Lisa Anderson merahasiakan kondisinya selama 10 tahun sampai mantan pasangannya mengikuti dirinya ke kamar mandi lantaran curiga.
Kelainan
Sindrom pica yang diderita Lisa Anderson diungkapkan oleh pihak dokter.
Sindrom pica sering terjadi bersamaan dengan gangguan kesehatan mental lainnya seperti autisme.
Ini juga disebut sebagai tanda-tanda dari stres.
Sindrom pica tidak banyak diketahui namun kemungkinan besar lebih umum terjadi di beberapa negara-negara berkembang, seperti laporan The National Eating Disorder.
Lebih jauh lagi, Lisa Anderson telah dirujuk oleh dokter umum untuk melakukan konseling yang akan dimulai pada bulan ini.
Kebiasaan tak biasa yang dimiliki Lisa bukannya tanpa risiko kesehatan.
Bedak merupakan bubuk yang terbuat dari mineral yang terbuat dari talc, sebuah bahan mineral yang terbuat dari campuran silikon, magnesium, dan oksigen.

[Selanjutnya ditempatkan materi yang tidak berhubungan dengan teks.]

//! Switchboard CLI entry point.

use anyhow::Result;
use clap::Parser;
use std::path::PathBuf;
use switchboard::cli::{commands, Cli, Commands};
use switchboard::config::Settings;
use tracing_subscriber::{layer::SubscriberExt, util::SubscriberInitExt, EnvFilter};

#[tokio::main]
async fn main() -> Result<()> {
    let cli = Cli::parse();

    // Load configuration
    let config_path = cli.config.as_ref().map(PathBuf::from);
    let mut settings = Settings::load_from(config_path.as_ref())?;

    // Initialize logging
    let log_level = match cli.verbose {
        0 => settings.general.log_level.as_str(),
        1 => "info",
        2 => "debug",
        _ => "trace",
    };

    tracing_subscriber::registry()
        .with(EnvFilter::new(
            std::env::var("RUST_LOG").unwrap_or_else(|_| format!("switchboard={}", log_level)),
        ))
        .with(tracing_subscriber::fmt::layer().with_target(false))
        .init();

    // Execute command
    match &cli.command {
        Commands::Doctor => {
            commands::run_doctor(&settings)?;
        }

        Commands::Ask {
            question,
            model,
            trace,
        } => {
            commands::run_ask(question, model.clone(), *trace, settings).await?;
        }

        Commands::Chat { model } => {
            commands::run_chat(model.clone(), settings).await?;
        }

        Commands::Agents => {
            commands::run_agents(&settings)?;
        }

        Commands::Serve {
            host,
            port,
            memory_scope,
        } => {
            if let Some(scope) = memory_scope {
                settings.memory.scope = *scope;
            }
            commands::run_serve(host, *port, settings).await?;
        }

        Commands::Config { action } => {
            commands::run_config(action, settings, config_path)?;
        }
    }

    Ok(())
}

Mineral talc diperkirakan beracun bagi tubuh apabila dihirup atau dikonsumsi.
Efek samping yang paling umum terjadi adalah masalah pernafasan disertai batuk dan iritasi mata.

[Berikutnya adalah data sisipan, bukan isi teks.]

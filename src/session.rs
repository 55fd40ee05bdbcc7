//! Conversation sessions and the in-memory session store.

use crate::agent::{DispatchOutcome, Dispatcher};
use crate::conversation::{ConversationHistory, Role};
use crate::error::{Result, SwitchboardError};
use crate::memory::CatalogMemory;
use chrono::{DateTime, Utc};
use std::collections::HashMap;
use std::sync::{Arc, PoisonError, RwLock};
use tokio::sync::Mutex;
use tracing::{debug, info, instrument};
use uuid::Uuid;

/// One user's conversation: its history window and a handle to catalog memory.
pub struct Session {
    id: Uuid,
    created_at: DateTime<Utc>,
    history: ConversationHistory,
    memory: Arc<CatalogMemory>,
    dispatcher: Arc<Dispatcher>,
}

impl Session {
    pub fn new(dispatcher: Arc<Dispatcher>, memory: Arc<CatalogMemory>, history_capacity: usize) -> Self {
        Self {
            id: Uuid::new_v4(),
            created_at: Utc::now(),
            history: ConversationHistory::new(history_capacity),
            memory,
            dispatcher,
        }
    }

    pub fn id(&self) -> Uuid {
        self.id
    }

    pub fn created_at(&self) -> DateTime<Utc> {
        self.created_at
    }

    pub fn history(&self) -> &ConversationHistory {
        &self.history
    }

    pub fn memory(&self) -> &Arc<CatalogMemory> {
        &self.memory
    }

    /// Answer a question, recording it and the answer in the history.
    #[instrument(skip(self, question), fields(session = %self.id))]
    pub async fn ask(&mut self, question: &str) -> Result<DispatchOutcome> {
        let question = question.trim();
        if question.is_empty() {
            return Err(SwitchboardError::InvalidInput("Question must not be empty".to_string()));
        }

        self.history.add(Role::User, question);
        let outcome = self.dispatcher.run(&self.history, &self.memory).await;
        self.history.add(Role::Assistant, outcome.answer.clone());

        info!(
            "Answered via {} in {} steps ({} tool calls)",
            outcome.agents.join(" -> "),
            outcome.steps,
            outcome.tool_calls.len()
        );
        Ok(outcome)
    }

    /// Answer a question and return only the text.
    pub async fn answer(&mut self, question: &str) -> Result<String> {
        Ok(self.ask(question).await?.answer)
    }

    /// Forget the conversation. Catalog memory is left alone.
    pub fn clear(&mut self) {
        debug!("Clearing history of session {}", self.id);
        self.history.clear();
    }
}

type SharedSession = Arc<Mutex<Session>>;

/// Live sessions by id.
///
/// Each session sits behind its own async mutex: requests on one session run
/// one at a time, requests on different sessions run concurrently.
#[derive(Default)]
pub struct SessionStore {
    sessions: RwLock<HashMap<Uuid, SharedSession>>,
}

impl SessionStore {
    pub fn new() -> Self {
        Self::default()
    }

    pub fn insert(&self, session: Session) -> Uuid {
        let id = session.id();
        self.sessions
            .write()
            .unwrap_or_else(PoisonError::into_inner)
            .insert(id, Arc::new(Mutex::new(session)));
        id
    }

    pub fn get(&self, id: &Uuid) -> Result<SharedSession> {
        self.sessions
            .read()
            .unwrap_or_else(PoisonError::into_inner)
            .get(id)
            .cloned()
            .ok_or_else(|| SwitchboardError::SessionNotFound(id.to_string()))
    }

    /// Drop a session. Returns false if it did not exist.
    pub fn remove(&self, id: &Uuid) -> bool {
        self.sessions
            .write()
            .unwrap_or_else(PoisonError::into_inner)
            .remove(id)
            .is_some()
    }

    pub fn len(&self) -> usize {
        self.sessions.read().unwrap_or_else(PoisonError::into_inner).len()
    }

    pub fn is_empty(&self) -> bool {
        self.len() == 0
    }
}

#[cfg(test)]
mod tests {
    use super::*;
    use crate::agent::AgentRegistry;
    use crate::backend::scripted::ScriptedBackend;
    use crate::backend::BackendReply;
    use crate::config::Prompts;
    use crate::tools::fakes::{context, StaticSources};
    use std::time::Duration;

    fn echo_dispatcher() -> Arc<Dispatcher> {
        let backend = ScriptedBackend::from_fn(|_, messages| {
            let last = messages.last().map(|m| m.content.clone()).unwrap_or_default();
            Ok(BackendReply::Text(format!("echo: {}", last)))
        });
        Arc::new(Dispatcher::new(
            Arc::new(AgentRegistry::standard(&Prompts::default()).unwrap()),
            Arc::new(backend),
            Arc::new(context(Arc::new(StaticSources::default()))),
        ))
    }

    fn session() -> Session {
        Session::new(echo_dispatcher(), Arc::new(CatalogMemory::new()), 10)
    }

    #[tokio::test]
    async fn test_answer_appends_question_and_answer() {
        let mut session = session();
        let answer = session.answer("  hello  ").await.unwrap();

        assert_eq!(answer, "echo: hello");
        let history = session.history().snapshot();
        assert_eq!(history.len(), 2);
        assert_eq!(history[0].role, Role::User);
        assert_eq!(history[0].content, "hello");
        assert_eq!(history[1].role, Role::Assistant);
        assert_eq!(history[1].content, "echo: hello");
    }

    #[tokio::test]
    async fn test_empty_question_rejected() {
        let mut session = session();
        let err = session.answer("   ").await.unwrap_err();
        assert!(matches!(err, SwitchboardError::InvalidInput(_)));
        assert!(session.history().is_empty());
    }

    #[tokio::test]
    async fn test_clear_keeps_memory() {
        let mut session = session();
        session.memory().store("PodcastX", Vec::new());
        session.answer("hi").await.unwrap();

        session.clear();
        assert!(session.history().is_empty());
        assert!(!session.memory().is_empty());
    }

    #[tokio::test]
    async fn test_store_get_and_remove() {
        let store = SessionStore::new();
        let id = store.insert(session());

        let shared = store.get(&id).unwrap();
        shared.lock().await.answer("hi").await.unwrap();
        assert_eq!(store.get(&id).unwrap().lock().await.history().len(), 2);

        assert!(store.remove(&id));
        assert!(!store.remove(&id));
        assert!(matches!(store.get(&id), Err(SwitchboardError::SessionNotFound(_))));
        assert!(store.is_empty());
    }

    #[tokio::test]
    async fn test_independent_sessions_run_concurrently() {
        let store = Arc::new(SessionStore::new());
        let slow = Arc::new(Dispatcher::new(
            Arc::new(AgentRegistry::standard(&Prompts::default()).unwrap()),
            Arc::new(ScriptedBackend::from_fn(|_, _| Ok(BackendReply::Text("done".to_string())))),
            Arc::new(context(Arc::new(StaticSources::default()))),
        ));

        let ids: Vec<Uuid> = (0..4)
            .map(|_| store.insert(Session::new(slow.clone(), Arc::new(CatalogMemory::new()), 10)))
            .collect();

        let mut handles = Vec::new();
        for id in &ids {
            let session = store.get(id).unwrap();
            handles.push(tokio::spawn(async move {
                let mut session = session.lock().await;
                session.answer("go").await
            }));
        }

        for handle in handles {
            let answer = tokio::time::timeout(Duration::from_secs(5), handle)
                .await
                .unwrap()
                .unwrap()
                .unwrap();
            assert_eq!(answer, "done");
        }
        assert_eq!(store.len(), 4);
    }
}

Selain itu, efek berkelanjutan yang dapat ditimbulkan adalah menyebabkan nyeri dada dan bahkan gagal paru-paru, serta tekanan darah rendah, kejang-kejang, diare, hingga muntah.
Lisa menyebut, "Meskipun aku telah melakukan ini selama bertahun-tahun, aku baru menyadarinya di tahun ini bahwa ini tak bisa disebut normal."
"Pasanganku tak suka aku melakukannya lantaran berkaitan dengan kanker dan dampak bagi kesehatanku,"
"Aku coba riset sendiri melalui internet dan kemudian memutuskan untuk pergi ke dokter sendiri,"
"Aku telah lakukan itu bertahun-tahun tanpa mengetahui apa yang dapat terjadi padaku. Namun saat ini sudah terjadi. Aku hanya ingin orang lain tahu bahwa mereka tidak sendirian,"
Badan Internasional untuk penelitian kanker atau The International Agency for Research on Cancer yang merupakan bagian dari Organisasi Kesehatan Dunia (WHO) sebelumnya memutuskan bahwa Talc dimungkinkan bersifat kanker bagi manusia, berdasarkan serangkaian penelitian.
Hal ini terjadi karena bentuk alami dari mineral tersebut di mana bedak mengandung material asbes, suatu zat mematikan yang diketahui dapat menyebabkan kanker ketika dikonsumsi dalam jangka waktu lama kendati rendah dalam pemakaiannya.
Pada tahun 2016, sebuah penelitian di Amerika Serikat menemukan sekitar 33 persen peningkatan risiko kanker ovarium disebabkan karena penggunaan bedak talek genital.